Luana, musa da CPI, lava nossa alma


03/06/2021


Mais Luanas e menos Nises e Mayras, esse é o Brasil que merecemos. “Não é porque um vírus morre no micro-ondas que eu vou pedir para o paciente entrar no forno duas vezes por dia”. Tem humor ferino a mineira Luana Araújo, médica especialista em doenças infecciosas pela UFRJ. Assim ela detonou, na CPI no Senado, os tratamentos experimentais para Covid, com antivirais in vitro.

Luana tem mestrado nos EUA em Saúde Pública. Fala bem inglês, alemão e até o português, em desuso no Planalto. Canta, toca piano. No Senado, sapateou em cima dos negacionistas fake com o salto alto do conhecimento e da palavra. A discussão sobre a cloroquina, ela chamou de “delirante, esdrúxula, anacrônica e contraproducente”. O tratamento precoce mereceu mais uma ironia: “É como se a gente estivesse escolhendo de que borda da Terra plana a gente vai pular”. Fiquei encantada.Precoce não é o tratamento com as caixinhas de cloroquina e ivermectina que Mayra, Nise, Pazuello e Bolsonaro coagiram médicos a receitar. Precoce é Luana, que aprendeu a ler e escrever sozinha com dois anos e aos quinze foi estudar música na Áustria, já com ensino médio concluído. Em seu perfil do Instagram, canta em inglês, tocando violão. Aí entendo como Luana soube projetar a voz, esgrimindo as sílabas com clareza em seu depoimento. Suas palavras soaram como música para os meus ouvidos.

Luana é carismática e bonita. Não me venham acusar de machista por constatar e apreciar. Com “a política do apropriado”, ficou feio falar das belas. O irlandês maldito Oscar Wilde dizia que “a beleza é superior à genialidade porque não precisa de comentário; ela é um dos fatos do mundo, não pode ser interrogada, é soberana por direito divino”. E sabemos bem que ele não se referia especificamente às mulheres.

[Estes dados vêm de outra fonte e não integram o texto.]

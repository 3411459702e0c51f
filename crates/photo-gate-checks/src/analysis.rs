// photo-gate-checks/src/analysis.rs
// ============================================================================
// Module: Raster Analysis Helpers
// Description: Pixel statistics shared by the built-in check battery.
// Purpose: Keep per-check bodies small and the math in one audited place.
// Dependencies: photo-gate-core
// ============================================================================

//! ## Overview
//! Lightweight, dependency-free raster statistics: Laplacian variance for
//! sharpness, saturation and luminance histograms, Sobel gradients, and
//! region masking around a face box. Heavyweight model inference is out of
//! scope here; it lives behind the core `FaceDetector` interface.

// ============================================================================
// SECTION: Imports
// ============================================================================

use photo_gate_core::BoundingBox;
use photo_gate_core::PhotoRaster;

// ============================================================================
// SECTION: Luminance Statistics
// ============================================================================

/// Mean and standard deviation of a luminance plane.
#[must_use]
pub fn luma_stats(luma: &[u8]) -> (f64, f64) {
    if luma.is_empty() {
        return (0.0, 0.0);
    }
    let count = luma.len() as f64;
    let sum: f64 = luma.iter().map(|&value| f64::from(value)).sum();
    let mean = sum / count;
    let variance: f64 =
        luma.iter().map(|&value| (f64::from(value) - mean).powi(2)).sum::<f64>() / count;
    (mean, variance.sqrt())
}

/// Fraction of samples strictly below `threshold`.
#[must_use]
pub fn ratio_below(luma: &[u8], threshold: u8) -> f64 {
    if luma.is_empty() {
        return 0.0;
    }
    let hits = luma.iter().filter(|&&value| value < threshold).count();
    hits as f64 / luma.len() as f64
}

/// Fraction of samples strictly above `threshold`.
#[must_use]
pub fn ratio_above(luma: &[u8], threshold: u8) -> f64 {
    if luma.is_empty() {
        return 0.0;
    }
    let hits = luma.iter().filter(|&&value| value > threshold).count();
    hits as f64 / luma.len() as f64
}

// ============================================================================
// SECTION: Sharpness
// ============================================================================

/// Variance of the 4-neighbor Laplacian over a luminance plane.
///
/// Sharp images produce strong second derivatives at edges; a low variance
/// is the classic blur signal.
#[must_use]
pub fn laplacian_variance(luma: &[u8], width: usize, height: usize) -> f64 {
    if width < 3 || height < 3 || luma.len() < width * height {
        return 0.0;
    }
    let mut responses = Vec::with_capacity((width - 2) * (height - 2));
    for y in 1..height - 1 {
        for x in 1..width - 1 {
            let center = f64::from(luma[y * width + x]);
            let north = f64::from(luma[(y - 1) * width + x]);
            let south = f64::from(luma[(y + 1) * width + x]);
            let west = f64::from(luma[y * width + x - 1]);
            let east = f64::from(luma[y * width + x + 1]);
            responses.push(4.0f64.mul_add(center, -(north + south + west + east)));
        }
    }
    let count = responses.len() as f64;
    let mean: f64 = responses.iter().sum::<f64>() / count;
    responses.iter().map(|value| (value - mean).powi(2)).sum::<f64>() / count
}

// ============================================================================
// SECTION: Gradients and Edges
// ============================================================================

/// Mean Sobel gradient magnitude over a luminance plane.
#[must_use]
pub fn sobel_gradient_mean(luma: &[u8], width: usize, height: usize) -> f64 {
    if width < 3 || height < 3 || luma.len() < width * height {
        return 0.0;
    }
    let mut sum = 0.0f64;
    let mut count = 0usize;
    for y in 1..height - 1 {
        for x in 1..width - 1 {
            let (gx, gy) = sobel_at(luma, width, x, y);
            sum += gx.hypot(gy);
            count += 1;
        }
    }
    if count == 0 {
        0.0
    } else {
        sum / count as f64
    }
}

/// Fraction of interior pixels whose gradient magnitude exceeds `threshold`.
#[must_use]
pub fn edge_density(luma: &[u8], width: usize, height: usize, threshold: f64) -> f64 {
    if width < 3 || height < 3 || luma.len() < width * height {
        return 0.0;
    }
    let mut hits = 0usize;
    let mut count = 0usize;
    for y in 1..height - 1 {
        for x in 1..width - 1 {
            let (gx, gy) = sobel_at(luma, width, x, y);
            if gx.hypot(gy) > threshold {
                hits += 1;
            }
            count += 1;
        }
    }
    if count == 0 {
        0.0
    } else {
        hits as f64 / count as f64
    }
}

/// Sobel response at one interior pixel.
fn sobel_at(luma: &[u8], width: usize, x: usize, y: usize) -> (f64, f64) {
    let sample = |dx: isize, dy: isize| -> f64 {
        let sx = (x as isize + dx) as usize;
        let sy = (y as isize + dy) as usize;
        f64::from(luma[sy * width + sx])
    };
    let gx = (sample(1, -1) + 2.0 * sample(1, 0) + sample(1, 1))
        - (sample(-1, -1) + 2.0 * sample(-1, 0) + sample(-1, 1));
    let gy = (sample(-1, 1) + 2.0 * sample(0, 1) + sample(1, 1))
        - (sample(-1, -1) + 2.0 * sample(0, -1) + sample(1, -1));
    (gx, gy)
}

// ============================================================================
// SECTION: Color Statistics
// ============================================================================

/// Mean saturation over the raster, scaled to `0..=255`.
///
/// Saturation follows the HSV definition: `(max - min) / max`.
#[must_use]
pub fn mean_saturation(photo: &PhotoRaster) -> f64 {
    let pixels = photo.pixels();
    if pixels.is_empty() {
        return 0.0;
    }
    let mut sum = 0.0f64;
    for rgb in pixels.chunks_exact(3) {
        let max = rgb.iter().copied().max().unwrap_or(0);
        let min = rgb.iter().copied().min().unwrap_or(0);
        if max > 0 {
            sum += f64::from(max - min) / f64::from(max) * 255.0;
        }
    }
    sum / photo.pixel_count() as f64
}

/// Number of distinct colors after quantizing each channel to 3 bits.
///
/// Rendered graphics and sketches occupy far fewer coarse color cells than
/// photographs of real scenes.
#[must_use]
pub fn distinct_coarse_colors(photo: &PhotoRaster) -> usize {
    let mut cells = [false; 512];
    for rgb in photo.pixels().chunks_exact(3) {
        let index = ((usize::from(rgb[0]) >> 5) << 6)
            | ((usize::from(rgb[1]) >> 5) << 3)
            | (usize::from(rgb[2]) >> 5);
        cells[index] = true;
    }
    cells.iter().filter(|&&occupied| occupied).count()
}

// ============================================================================
// SECTION: Region Masking
// ============================================================================

/// Collects luminance samples outside an expanded face box.
///
/// Used by background analysis: the subject is masked out so statistics
/// describe only the backdrop. Without a face box the whole plane is
/// background.
#[must_use]
#[allow(
    clippy::cast_possible_truncation,
    clippy::cast_sign_loss,
    reason = "Box coordinates are clamped non-negative before integer conversion."
)]
pub fn background_samples(
    luma: &[u8],
    width: usize,
    height: usize,
    face: Option<&BoundingBox>,
) -> Vec<u8> {
    let Some(bbox) = face else {
        return luma.to_vec();
    };
    // Expand the box slightly so hair and shoulders stay masked.
    let expand_x = f64::from(bbox.width) * 0.15;
    let expand_y = f64::from(bbox.height) * 0.25;
    let left = (f64::from(bbox.x) - expand_x).max(0.0) as usize;
    let top = (f64::from(bbox.y) - expand_y).max(0.0) as usize;
    let right = ((f64::from(bbox.x) + f64::from(bbox.width) + expand_x).max(0.0) as usize)
        .min(width);
    let bottom = ((f64::from(bbox.y) + f64::from(bbox.height) + expand_y).max(0.0) as usize)
        .min(height);

    let mut samples = Vec::new();
    for y in 0..height {
        for x in 0..width {
            let masked = x >= left && x < right && y >= top && y < bottom;
            if !masked && let Some(&value) = luma.get(y * width + x) {
                samples.push(value);
            }
        }
    }
    samples
}

/// Fraction of pixels in a rectangle satisfying a skin-tone predicate.
#[must_use]
pub fn skin_ratio(photo: &PhotoRaster, left: u32, top: u32, right: u32, bottom: u32) -> f64 {
    let mut hits = 0usize;
    let mut count = 0usize;
    for y in top..bottom.min(photo.height()) {
        for x in left..right.min(photo.width()) {
            if let Some(rgb) = photo.rgb(x, y) {
                count += 1;
                if is_skin_tone(rgb) {
                    hits += 1;
                }
            }
        }
    }
    if count == 0 {
        0.0
    } else {
        hits as f64 / count as f64
    }
}

/// Classic RGB skin-tone predicate.
#[must_use]
pub fn is_skin_tone(rgb: [u8; 3]) -> bool {
    let [r, g, b] = rgb;
    let max = r.max(g).max(b);
    let min = r.min(g).min(b);
    r > 95 && g > 40 && b > 20 && r > g && r > b && max.saturating_sub(min) > 15
}

// ============================================================================
// SECTION: Tests
// ============================================================================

Espero que a infectologista vencedora de bolsa de prestígio para a Universidade Johns Hopkins conviva bem com os elogios e a fama repentina. Importante é seu percurso como médica, suas palestras sobre doenças infecciosas, como voluntária, para crianças e adolescentes. Ela mora em Nova Lima (MG) com o marido, fotógrafo oficial do time do Cruzeiro. Virou a musa da CPI pelo que pensa e fala.

Luana podia ser tudo, menos secretária extraordinária de enfrentamento à Covid no governo Bolsonaro. Ainda levaram 10 dias para perceber que ela era uma médica séria, a favor de máscara, distanciamento social, vacinas. Luana já tinha dito que o Brasil, no combate à pandemia, estava “na vanguarda da estupidez mundial” e que o tratamento precoce das Nises e Mayras não passava de “neocurandeirismo”. No Senado, ao ser confrontada com um vídeo do presidente contra máscaras, reagiu: “Como médica, é muito ruim ver isso. Isso dói”.

Tenha cuidado com os efeitos colaterais dos holofotes, Luana. Já surgiram perfis fake sobre você. Os bolsonaristas não perdoarão a goleada acachapante que você impôs a quem despreza a vida. São um rebanho imune à razão, pronto a se imolar em nome do capitão. Aplaudem mentiras cínicas e debochadas.

“Mais de 320 dias. Esse seria o tempo em que teríamos de ficar quietos para respeitar um minuto de silêncio para cada uma das mais de 460 mil mortes por Covid-19 no Brasil. Só de ontem para hoje, é como se mais de 12 aviões comerciais grandes, lotados tivessem caído em nosso território. Essa é a razão pela qual eu estou aqui hoje. Para mim, isso é intolerável e qualquer pessoa precisa fazer o que estiver a seu alcance para impedir essa hecatombe”.

Você lavou nossa alma, Luana, com sua lealdade aos pacientes e ao Brasil.